*PROBLEM REQUIREMENTS*. In the records below, find each line holding the word "nothing" and copy it.

*EXCERPTED RECORDS*.
Start of Block

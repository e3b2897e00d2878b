//! Token Sweeper Library
//!
//! Lists the native and ERC-20 balances of an account and moves any chosen
//! subset to one recipient through a single bulk-transfer contract call,
//! optionally attaching an EIP-7702 delegation authorization.

pub mod cli;
pub mod config;
pub mod error;
pub mod indexer;
pub mod portfolio;
pub mod price;
pub mod session;
pub mod transfer;
pub mod wallet;

#[cfg(test)]
mod test_support;

// Re-export commonly used types
pub use config::Config;
pub use error::{Error, Result};
//! Transfer request derived from the current selection

use alloy::primitives::{Address, U256};

use crate::error::{Error, Result};
use crate::portfolio::{Selection, TokenDisplay};

/// What one bulk-transfer call moves
#[derive(Debug, Clone, PartialEq, Eq)]
pub struct TransferRequest {
    pub recipient: Address,
    /// Native amount in wei; also the transaction value
    pub native_amount: U256,
    /// `(contract, raw amount)` in list order
    pub tokens: Vec<(Address, U256)>,
}

impl TransferRequest {
    /// Partition the selected rows into native amount and token amounts.
    ///
    /// Fails with `InvalidInput` when the recipient is missing or malformed,
    /// or when nothing would be transferred.
    pub fn from_selection(
        tokens: &[TokenDisplay],
        selection: &Selection,
        recipient: Option<&str>,
    ) -> Result<Self> {
        let recipient = parse_recipient(recipient)?;

        let mut native_amount = U256::ZERO;
        let mut token_amounts = Vec::new();
        for token in selection.selected(tokens) {
            match token.contract_address {
                None => native_amount = token.raw_balance,
                Some(contract) => token_amounts.push((contract, token.raw_balance)),
            }
        }

        if native_amount.is_zero() && token_amounts.is_empty() {
            return Err(Error::InvalidInput(
                "nothing selected to transfer".to_string(),
            ));
        }

        Ok(Self {
            recipient,
            native_amount,
            tokens: token_amounts,
        })
    }

    pub fn is_native_only(&self) -> bool {
        self.tokens.is_empty()
    }
}

fn parse_recipient(recipient: Option<&str>) -> Result<Address> {
    let recipient = recipient.map(str::trim).unwrap_or_default();
    if recipient.is_empty() {
        return Err(Error::InvalidInput("recipient address is required".to_string()));
    }

    recipient
        .parse::<Address>()
        .map_err(|e| Error::InvalidInput(format!("invalid recipient address {}: {}", recipient, e)))
}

End of Block

*TASK RESPONSE*.
    /// or when nothing would be transferred.
                "nothing selected to transfer".to_string(),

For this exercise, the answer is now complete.